Across the globe, more people are relying on farmers to fill their plates, even as the climate becomes less predictable. Ethiopia, where most food is grown by small family farms, is on the front line of these shifts. This study asks a simple but vital question: as temperatures rise and rains change, what happens to the income farmers earn from their land—and what does that mean for the country’s food supply?

Farms under pressure

Ethiopia’s economy depends heavily on agriculture, especially cereals such as maize, wheat, barley, sorghum, millet, and teff. Most of these crops are grown by smallholders who already struggle with poor soils, limited technology, and erratic weather. Climate change adds another layer of stress: hotter days, shifting seasons, and bursts of heavy rain or prolonged dry spells. Because many Ethiopian farms rely on rainfall rather than irrigation, even small changes in temperature and rainfall can make the difference between a good harvest and a failed one.

Following farms over time

To understand what is really happening on the ground, the researchers followed the same farm households over two points in time, in 2018/19 and again in 2021/22. They combined detailed Ethiopian survey data on thousands of individual plots with long-term weather records from NASA satellites and future climate projections from several leading global climate models. Instead of just counting bags of grain, they focused on net farm revenue—how much money farmers keep after paying for seeds, fertilizer, and other costs. Using an approach known as the Ricardian method, they examined how this revenue changes with different levels of temperature and rainfall, while taking into account factors like soil type, land slope, and farmers’ adaptation choices such as fertilizer use, soil conservation, and improved seeds.

Figure 1
Figure 1.

What the climate is already doing to crops

The analysis shows that climate change is not some distant threat; it is already shaping earnings from Ethiopian cropland. On average, higher annual temperatures today are linked to lower farm revenue, while more rainfall—especially during the main rainy seasons—tends to raise incomes. When rains are adequate in the Belg (short rains) and Kiremt (main rains) seasons, crops get the water they need and farmers earn more. But hotter conditions speed up water loss from plants and disturb growth, cutting into yields and profits. These effects are not uniform across the country. In cooler, highland areas, modest warming can sometimes help crops grow, whereas in warmer, mid-altitude zones, further heat is largely harmful. Still, across the six major cereal crops, the pattern is strikingly similar: too much heat lowers returns, and well-timed rain helps.

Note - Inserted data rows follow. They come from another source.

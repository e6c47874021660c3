//! Wall-clock seam for sleep/wake windows and time-gated evolutions
//!
//! The engine reads "now" only as a time of day; both reads are pure and
//! re-entrant. Tests pin the clock with `FixedClock`.

use chrono::NaiveTime;
use std::cell::Cell;

use crate::core::types::Hhmm;

/// Source of wall-clock time of day
pub trait Clock {
    fn now(&self) -> NaiveTime;

    /// Current time rounded to minute resolution
    fn now_hhmm(&self) -> Hhmm {
        Hhmm::from(self.now())
    }
}

/// Real local time
#[derive(Debug, Clone, Copy, Default)]
pub struct SystemClock;

impl Clock for SystemClock {
    fn now(&self) -> NaiveTime {
        chrono::Local::now().time()
    }
}

/// A settable clock for tests and headless runs
#[derive(Debug)]
pub struct FixedClock {
    time: Cell<NaiveTime>,
}

impl FixedClock {
    pub fn new(time: NaiveTime) -> Self {
        Self {
            time: Cell::new(time),
        }
    }

    /// Build from hour/minute, panicking only on out-of-range test input
    pub fn at(hour: u32, minute: u32) -> Self {
        Self::new(NaiveTime::from_hms_opt(hour, minute, 0).unwrap_or_default())
    }

    pub fn set(&self, time: NaiveTime) {
        self.time.set(time);
    }

    pub fn set_hm(&self, hour: u32, minute: u32) {
        if let Some(t) = NaiveTime::from_hms_opt(hour, minute, 0) {
            self.time.set(t);
        }
    }

    /// Advance by whole minutes, wrapping at midnight
    pub fn advance_minutes(&self, minutes: i64) {
        let next = self.time.get() + chrono::Duration::minutes(minutes);
        self.time.set(next);
    }
}

impl Clock for FixedClock {
    fn now(&self) -> NaiveTime {
        self.time.get()
    }
}
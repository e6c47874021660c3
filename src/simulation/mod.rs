//! Roster-level simulation driver

mod tick;

pub use tick::Roster;
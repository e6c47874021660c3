//! Module/monster data provider: ruleset tunables and species tables

pub mod config;
pub mod loader;
pub mod species;

pub use config::{ModuleConfig, UnlockDef};
pub use loader::Module;
pub use species::SpeciesRecord;
//! Core type definitions used throughout the codebase

use serde::{Deserialize, Serialize};
use std::fmt;
use std::str::FromStr;

/// Game tick counter (simulation time unit)
pub type Tick = u64;

/// Evolution stage (0 = egg)
pub type Stage = u8;

/// Presentation and behavior state of a pet
///
/// Transitions go through `Pet::set_state`; `Dead` is absorbing and an egg
/// (stage 0) only accepts `Idle` and `Hatch`.
#[derive(Debug, Clone, Copy, PartialEq, Eq, Hash, Serialize, Deserialize)]
pub enum PetState {
    Idle,
    Moving,
    Happy,
    Happy2,
    Happy3,
    Angry,
    Sick,
    Nap,
    Pooping,
    Eat,
    Nope,
    Hatch,
    Lose,
    Dead,
    Tired,
    Train,
    Attack,
}

impl PetState {
    /// States during which idle-wander movement runs
    pub fn is_roaming(self) -> bool {
        matches!(self, PetState::Idle | PetState::Moving)
    }
}

/// Species attribute (rock-paper-scissors axis for the battle layer)
#[derive(Debug, Clone, Copy, PartialEq, Eq, Hash, Serialize, Deserialize)]
pub enum Attribute {
    Data,
    Vaccine,
    Virus,
    Free,
}

impl Default for Attribute {
    fn default() -> Self {
        Attribute::Free
    }
}

/// Ruleset namespace a module belongs to
///
/// Each ruleset carries its own power formula and traited-egg policy
/// (see `crate::rulesets`).
#[derive(Debug, Clone, Copy, PartialEq, Eq, Hash, Serialize, Deserialize)]
#[serde(rename_all = "lowercase")]
pub enum RulesetId {
    Dmc,
    Penc,
    Dmx,
    Vb,
}

impl Default for RulesetId {
    fn default() -> Self {
        RulesetId::Dmc
    }
}

impl fmt::Display for RulesetId {
    fn fmt(&self, f: &mut fmt::Formatter<'_>) -> fmt::Result {
        let s = match self {
            RulesetId::Dmc => "dmc",
            RulesetId::Penc => "penc",
            RulesetId::Dmx => "dmx",
            RulesetId::Vb => "vb",
        };
        write!(f, "{}", s)
    }
}

/// Kinds of care mistake the supervisor can register
#[derive(Debug, Clone, Copy, PartialEq, Eq, Hash, Serialize, Deserialize)]
pub enum CareMistakeKind {
    Hunger,
    Strength,
    Sleep,
}

/// Food kinds accepted by `Pet::set_eating`
#[derive(Debug, Clone, Copy, PartialEq, Eq, Hash, Serialize, Deserialize)]
pub enum FoodKind {
    Meat,
    Protein,
    Vitamin,
    Medicine,
}

/// Wall-clock time of day with minute resolution ("HH:MM")
///
/// Serialized as the string form so module TOML can write `sleeps = "22:00"`.
#[derive(Debug, Clone, Copy, PartialEq, Eq, Hash)]
pub struct Hhmm {
    pub hour: u8,
    pub minute: u8,
}

impl Hhmm {
    pub fn new(hour: u8, minute: u8) -> Self {
        Self { hour, minute }
    }

    /// Minutes since midnight
    pub fn minute_of_day(self) -> u32 {
        self.hour as u32 * 60 + self.minute as u32
    }

    /// Whether `self` falls inside [from, to), handling windows that span
    /// midnight (from later than to means the window wraps overnight)
    pub fn in_window(self, from: Hhmm, to: Hhmm) -> bool {
        let now = self.minute_of_day();
        let from = from.minute_of_day();
        let to = to.minute_of_day();
        if from <= to {
            now >= from && now < to
        } else {
            now >= from || now < to
        }
    }
}

impl From<chrono::NaiveTime> for Hhmm {
    fn from(t: chrono::NaiveTime) -> Self {
        use chrono::Timelike;
        Self {
            hour: t.hour() as u8,
            minute: t.minute() as u8,
        }
    }
}

impl fmt::Display for Hhmm {
    fn fmt(&self, f: &mut fmt::Formatter<'_>) -> fmt::Result {
        write!(f, "{:02}:{:02}", self.hour, self.minute)
    }
}

impl FromStr for Hhmm {
    type Err = String;

    fn from_str(s: &str) -> Result<Self, Self::Err> {
        let (h, m) = s
            .split_once(':')
            .ok_or_else(|| format!("expected HH:MM, got '{}'", s))?;
        let hour: u8 = h.parse().map_err(|_| format!("bad hour in '{}'", s))?;
        let minute: u8 = m.parse().map_err(|_| format!("bad minute in '{}'", s))?;
        if hour > 23 || minute > 59 {
            return Err(format!("time out of range: '{}'", s));
        }
        Ok(Self { hour, minute })
    }
}

impl Serialize for Hhmm {
    fn serialize<S: serde::Serializer>(&self, serializer: S) -> Result<S::Ok, S::Error> {
        serializer.serialize_str(&self.to_string())
    }
}

impl<'de> Deserialize<'de> for Hhmm {
    fn deserialize<D: serde::Deserializer<'de>>(deserializer: D) -> Result<Self, D::Error> {
        let s = String::deserialize(deserializer)?;
        s.parse().map_err(serde::de::Error::custom)
    }
}
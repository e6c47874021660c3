//! Roster-level tick driver
//!
//! Owns the live pets, fans the per-frame update out to each of them and
//! reaps dead pets after their lingering period. Reaping is also where
//! the ruleset's traited-egg policy looks at the finished life.

use crate::core::clock::Clock;
use crate::core::types::PetState;
use crate::pet::events::PetEvent;
use crate::pet::pet::Pet;
use crate::pet::DEAD_REMOVAL_TICKS;
use crate::registry::GlobalRegistry;

/// The set of currently-simulated pets
#[derive(Debug, Default)]
pub struct Roster {
    pets: Vec<Pet>,
    /// Raised when a removed pet's life qualified for a traited egg
    pub earned_traited_egg: bool,
}

impl Roster {
    pub fn new() -> Self {
        Self::default()
    }

    pub fn add(&mut self, pet: Pet) {
        self.pets.push(pet);
    }

    pub fn pets(&self) -> &[Pet] {
        &self.pets
    }

    pub fn pets_mut(&mut self) -> &mut [Pet] {
        &mut self.pets
    }

    pub fn len(&self) -> usize {
        self.pets.len()
    }

    pub fn is_empty(&self) -> bool {
        self.pets.is_empty()
    }

    /// Consume the traited-egg earn, if any
    pub fn take_traited_egg(&mut self) -> bool {
        std::mem::take(&mut self.earned_traited_egg)
    }

    /// Advance every pet one frame and reap lingering dead pets
    pub fn update(&mut self, clock: &dyn Clock, registry: &mut GlobalRegistry) -> Vec<PetEvent> {
        let mut events = Vec::new();
        for pet in &mut self.pets {
            events.extend(pet.update(clock, registry));
        }

        let mut earned = false;
        self.pets.retain(|pet| {
            if pet.state == PetState::Dead && pet.state_ticks >= DEAD_REMOVAL_TICKS {
                if pet.strategies.traited_egg.eligible(&pet.lifetime_record()) {
                    earned = true;
                }
                tracing::info!(name = %pet.species.name, "dead pet removed from roster");
                false
            } else {
                true
            }
        });
        if earned {
            self.earned_traited_egg = true;
        }

        events
    }
}
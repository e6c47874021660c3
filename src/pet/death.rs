//! Death conditions and the death-save minigame
//!
//! Once per minute the death clauses are checked. Meeting one while no
//! save is in flight arms a save minigame instead of killing outright
//! (button presses preferred over shakes); while the save is pending the
//! death check is suppressed, with no deadline, until the player clears
//! the counter. A cleared save grants an hour of immunity. A module with
//! both save requirements at zero kills directly.

use crate::core::types::PetState;
use crate::pet::events::{DeathCause, DeathSaveKind, PetEvent};
use crate::pet::pet::Pet;

/// Minutes of immunity after a successful death save
pub const IMMUNITY_MINUTES: u32 = 60;
/// Ticks a dead pet lingers before the roster removes it
pub const DEAD_REMOVAL_TICKS: u64 = 9000;

impl Pet {
    /// First death clause currently met, if any; thresholds at 0 disable
    /// their clause
    pub(crate) fn death_conditions_met(&self) -> Option<DeathCause> {
        let config = &self.module.config;

        if config.death_max_injuries > 0 && self.injuries >= config.death_max_injuries {
            return Some(DeathCause::Injuries);
        }
        if config.death_sick_timer > 0 && self.sick_timer > config.death_sick_timer {
            return Some(DeathCause::Sickness);
        }
        if config.death_hunger_timer > 0 && self.hunger_timer > config.death_hunger_timer {
            return Some(DeathCause::HungerNeglect);
        }
        if config.death_strength_timer > 0 && self.strength_timer > config.death_strength_timer {
            return Some(DeathCause::StrengthNeglect);
        }
        if config.death_stage45_mistakes > 0
            && matches!(self.species.stage, 4 | 5)
            && self.mistakes >= config.death_stage45_mistakes
            && self.species_ticks
                > self.species.evolve_time_minutes as u64 * self.sim.ticks_per_minute()
        {
            return Some(DeathCause::StageMistakes);
        }
        if config.death_stage67_mistakes > 0
            && self.species.stage >= 6
            && self.mistakes >= config.death_stage67_mistakes
            && self.age_ticks >= 48 * self.sim.ticks_per_hour()
        {
            return Some(DeathCause::StageMistakes);
        }
        if config.death_old_age_days > 0 && self.age_days >= config.death_old_age_days {
            return Some(DeathCause::OldAge);
        }
        if config.death_starvation_count > 0
            && self.starvation_count > config.death_starvation_count
        {
            return Some(DeathCause::Starvation);
        }
        if config.death_care_mistakes > 0 && self.mistakes >= config.death_care_mistakes {
            return Some(DeathCause::CareMistakes);
        }
        None
    }

    /// Resolve a pending save whose counter the player has cleared
    pub(crate) fn update_death_save(&mut self, events: &mut Vec<PetEvent>) {
        if !self.dying {
            return;
        }
        if self.save_presses_left > 0 || self.save_shakes_left > 0 {
            return;
        }
        self.dying = false;
        self.immunity_minutes = IMMUNITY_MINUTES;
        self.set_state(PetState::Happy2, true);
        tracing::info!(name = %self.species.name, "death save cleared");
        events.push(PetEvent::DeathSaveResolved);
    }

    /// Check the death clauses; arm a save or kill
    pub(crate) fn update_death(&mut self, events: &mut Vec<PetEvent>) {
        if self.dying || self.immunity_minutes > 0 {
            return;
        }
        let Some(cause) = self.death_conditions_met() else {
            return;
        };
        let config = &self.module.config;
        if config.death_save_presses > 0 {
            self.save_presses_left = config.death_save_presses;
            self.save_shakes_left = 0;
            self.dying = true;
            events.push(PetEvent::DeathSaveStarted {
                save: DeathSaveKind::ButtonPress,
            });
        } else if config.death_save_shakes > 0 {
            self.save_shakes_left = config.death_save_shakes;
            self.save_presses_left = 0;
            self.dying = true;
            events.push(PetEvent::DeathSaveStarted {
                save: DeathSaveKind::Shake,
            });
        } else {
            self.die(cause, events);
        }
    }

    pub(crate) fn die(&mut self, cause: DeathCause, events: &mut Vec<PetEvent>) {
        self.dying = false;
        self.set_state(PetState::Dead, true);
        tracing::info!(name = %self.species.name, ?cause, "pet died");
        events.push(PetEvent::Died { cause });
    }
}

#[cfg(test)]
mod tests {
    use super::*;
    use crate::core::clock::FixedClock;
    use crate::pet::test_support::{hatched_pet, test_module, tick_minutes};
    use crate::registry::GlobalRegistry;

    #[test]
    fn test_condition_arms_press_save_not_death() {
        let module = test_module();
        let mut pet = hatched_pet(&module);
        pet.injuries = module.config.death_max_injuries;
        let clock = FixedClock::at(12, 0);
        let mut registry = GlobalRegistry::new();

        let events = tick_minutes(&mut pet, &clock, &mut registry, 1);
        assert!(events.contains(&PetEvent::DeathSaveStarted {
            save: DeathSaveKind::ButtonPress
        }));
        assert!(pet.dying);
        assert_eq!(pet.save_presses_left, module.config.death_save_presses);
        assert_ne!(pet.state, PetState::Dead);
    }

    #[test]
    fn test_pending_save_suppresses_death_indefinitely() {
        let module = test_module();
        let mut pet = hatched_pet(&module);
        pet.injuries = module.config.death_max_injuries;
        let clock = FixedClock::at(12, 0);
        let mut registry = GlobalRegistry::new();

        // no deadline: hours pass with the save untouched and the pet lives
        let events = tick_minutes(&mut pet, &clock, &mut registry, 300);
        assert!(pet.dying);
        assert!(!events.iter().any(|e| matches!(e, PetEvent::Died { .. })));
    }

    #[test]
    fn test_cleared_save_grants_immunity() {
        let module = test_module();
        let mut pet = hatched_pet(&module);
        pet.injuries = module.config.death_max_injuries;
        let clock = FixedClock::at(12, 0);
        let mut registry = GlobalRegistry::new();

        tick_minutes(&mut pet, &clock, &mut registry, 1);
        for _ in 0..module.config.death_save_presses {
            pet.death_save_press();
        }
        let events = tick_minutes(&mut pet, &clock, &mut registry, 1);
        assert!(events.contains(&PetEvent::DeathSaveResolved));
        assert!(!pet.dying);
        assert_eq!(pet.state, PetState::Happy2);
        assert!(pet.immunity_minutes > 0);

        // still injured, but immune: no new save for the rest of the hour
        let events = tick_minutes(&mut pet, &clock, &mut registry, 30);
        assert!(!events
            .iter()
            .any(|e| matches!(e, PetEvent::DeathSaveStarted { .. })));
    }

    #[test]
    fn test_immunity_expires_and_save_rearms() {
        let module = test_module();
        let mut pet = hatched_pet(&module);
        pet.injuries = module.config.death_max_injuries;
        let clock = FixedClock::at(12, 0);
        let mut registry = GlobalRegistry::new();

        tick_minutes(&mut pet, &clock, &mut registry, 1);
        for _ in 0..module.config.death_save_presses {
            pet.death_save_press();
        }
        tick_minutes(&mut pet, &clock, &mut registry, 1);

        let events = tick_minutes(&mut pet, &clock, &mut registry, IMMUNITY_MINUTES as u64 + 2);
        assert!(events
            .iter()
            .any(|e| matches!(e, PetEvent::DeathSaveStarted { .. })));
    }

    #[test]
    fn test_no_save_configured_dies_outright() {
        let text = r#"
[module]
name = "harsh"
death_save_presses = 0
death_save_shakes = 0

[[species]]
name = "champ"
stage = 3
stomach = 4
"#;
        let module = crate::modules::Module::from_toml(text).unwrap();
        let mut pet = crate::pet::pet::Pet::hatchling(
            module,
            "champ",
            crate::pet::test_support::test_sim(),
            1,
        )
        .unwrap();
        pet.hunger = pet.species.stomach;
        pet.strength = 4;
        pet.injuries = pet.module.config.death_max_injuries;
        let clock = FixedClock::at(12, 0);
        let mut registry = GlobalRegistry::new();

        let events = tick_minutes(&mut pet, &clock, &mut registry, 1);
        assert!(events.contains(&PetEvent::Died {
            cause: DeathCause::Injuries
        }));
        assert_eq!(pet.state, PetState::Dead);
    }

    #[test]
    fn test_shake_save_used_when_presses_disabled() {
        let text = r#"
[module]
name = "shaker"
death_save_presses = 0
death_save_shakes = 3

[[species]]
name = "champ"
stage = 3
stomach = 4
"#;
        let module = crate::modules::Module::from_toml(text).unwrap();
        let mut pet = crate::pet::pet::Pet::hatchling(
            module,
            "champ",
            crate::pet::test_support::test_sim(),
            1,
        )
        .unwrap();
        pet.hunger = pet.species.stomach;
        pet.strength = 4;
        pet.injuries = pet.module.config.death_max_injuries;
        let clock = FixedClock::at(12, 0);
        let mut registry = GlobalRegistry::new();

        let events = tick_minutes(&mut pet, &clock, &mut registry, 1);
        assert!(events.contains(&PetEvent::DeathSaveStarted {
            save: DeathSaveKind::Shake
        }));
        for _ in 0..3 {
            pet.shake();
        }
        let events = tick_minutes(&mut pet, &clock, &mut registry, 1);
        assert!(events.contains(&PetEvent::DeathSaveResolved));
    }

    #[test]
    fn test_dead_pet_stops_updating_needs() {
        let module = test_module();
        let mut pet = hatched_pet(&module);
        let clock = FixedClock::at(12, 0);
        let mut registry = GlobalRegistry::new();
        let mut events = Vec::new();
        pet.die(DeathCause::OldAge, &mut events);

        let hunger = pet.hunger;
        tick_minutes(&mut pet, &clock, &mut registry, 60);
        assert_eq!(pet.hunger, hunger);
        assert_eq!(pet.state, PetState::Dead);
    }
}
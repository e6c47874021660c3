//! Headless demo driver: load a module, hatch a pet and run it for a
//! number of simulated days with a simple caretaker loop.

use std::path::PathBuf;

use clap::Parser;

use vpet_core::core::clock::{Clock, FixedClock};
use vpet_core::core::config::SimConfig;
use vpet_core::core::error::PetError;
use vpet_core::core::types::FoodKind;
use vpet_core::modules::Module;
use vpet_core::pet::{Pet, PetEvent};
use vpet_core::registry::GlobalRegistry;
use vpet_core::simulation::Roster;

#[derive(Parser, Debug)]
#[command(name = "vpet", about = "Run a virtual pet headlessly")]
struct Args {
    /// Module TOML file to load
    #[arg(default_value = "modules/dmc.toml")]
    module: PathBuf,

    /// Species to hatch (defaults to the module's first egg)
    #[arg(long)]
    species: Option<String>,

    /// Simulated days to run
    #[arg(long, default_value_t = 3)]
    days: u32,

    /// RNG seed
    #[arg(long, default_value_t = 42)]
    seed: u64,

    /// Frames per simulated second
    #[arg(long, default_value_t = 30)]
    ticks_per_second: u32,

    /// Let the pet fend for itself (no caretaker loop)
    #[arg(long)]
    neglect: bool,
}

fn main() -> vpet_core::Result<()> {
    tracing_subscriber::fmt()
        .with_env_filter(
            tracing_subscriber::EnvFilter::try_from_default_env()
                .unwrap_or_else(|_| "info".into()),
        )
        .init();

    let args = Args::parse();
    let module = Module::load(&args.module)?;

    let species = match &args.species {
        Some(name) => name.clone(),
        None => module
            .species
            .iter()
            .find(|s| s.stage == 0)
            .map(|s| s.name.clone())
            .ok_or_else(|| PetError::InvalidModule("module has no egg species".into()))?,
    };

    let sim = SimConfig {
        ticks_per_second: args.ticks_per_second,
        ticks_per_day: 24 * 3600 * args.ticks_per_second as u64,
        ..SimConfig::default()
    };
    sim.validate().map_err(PetError::InvalidModule)?;

    let mut registry = GlobalRegistry::new();
    let mut roster = Roster::new();
    roster.add(Pet::hatchling(module, &species, sim.clone(), args.seed)?);

    let clock = FixedClock::at(8, 0);
    let ticks_per_minute = sim.ticks_per_minute();
    let total_minutes = args.days as u64 * 24 * 60;

    for minute in 0..total_minutes {
        for _ in 0..ticks_per_minute {
            for event in roster.update(&clock, &mut registry) {
                report(&event);
            }
        }
        clock.advance_minutes(1);

        if !args.neglect {
            for pet in roster.pets_mut() {
                caretake(pet, &clock);
            }
        }
        if roster.is_empty() {
            tracing::info!(minute, "roster empty, stopping");
            break;
        }
    }

    for pet in roster.pets() {
        tracing::info!(
            species = %pet.species.name,
            stage = pet.species.stage,
            age_days = pet.age_days,
            mistakes = pet.mistakes,
            battles = pet.battles,
            wins = pet.wins,
            "final state"
        );
    }
    tracing::info!(discovered = registry.discovered_count(), "run complete");
    Ok(())
}

/// Minimal caretaker: feed, medicate, clean and respect bedtime
fn caretake(pet: &mut Pet, clock: &dyn Clock) {
    let mut events = Vec::new();
    if pet.hunger == 0 {
        pet.set_eating(FoodKind::Meat, pet.species.stomach, &mut events);
    }
    if pet.strength == 0 {
        pet.set_eating(FoodKind::Protein, 2, &mut events);
    }
    if pet.sick_doses > 0 {
        pet.set_eating(FoodKind::Medicine, 1, &mut events);
    }
    if pet.poops > 0 {
        pet.clean_poop();
    }
    if pet.should_sleep(clock) {
        pet.nap(clock);
    }
    if pet.dying {
        pet.death_save_press();
    }
    for event in events {
        report(&event);
    }
}

fn report(event: &PetEvent) {
    match event {
        PetEvent::Evolved { from, to } => tracing::info!(%from, %to, "evolved"),
        PetEvent::Died { cause } => tracing::warn!(?cause, "pet died"),
        PetEvent::DeathSaveStarted { save } => tracing::warn!(?save, "death save armed"),
        other => tracing::debug!(?other, "event"),
    }
}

Looking ahead to 2055 and 2100

Using the latest global climate scenarios, the study projects that Ethiopia will warm by roughly 1 °C by the mid‑2050s and between about 1 and 4 °C by the end of the century, depending on future greenhouse gas emissions. Rainfall is expected to rise overall in most models, though not in every season or every region. When these future climates are fed into the farm-income model, a clear picture emerges. Rising temperatures are projected to have a consistently negative impact on smallholder crop revenue in both 2055 and 2100, while increased rainfall generally improves it—up to a point. The balance between heat and moisture will matter: more rain cannot fully make up for the damage from excessive heat, especially if it falls at the wrong time of year, such as during harvest, when overly wet conditions can ruin crops.

Figure 2
Figure 2.

Finding smart ways to adapt

The study also examines how farmers’ choices can soften climate impacts. Households that combine several adaptation strategies—such as using organic and chemical fertilizers, rotating crops, conserving soil, and planting improved seed varieties—often earn more than those who make no changes or adopt a single measure. However, piling on too many costly measures can reduce profits if expenses outrun gains. Farm characteristics matter as well: secure land rights, better soil quality, and plots free from erosion are all linked to higher earnings. These findings suggest that practical support—from credit and extension advice to affordable inputs—can help farmers select a sensible mix of low-cost, high-return adaptations.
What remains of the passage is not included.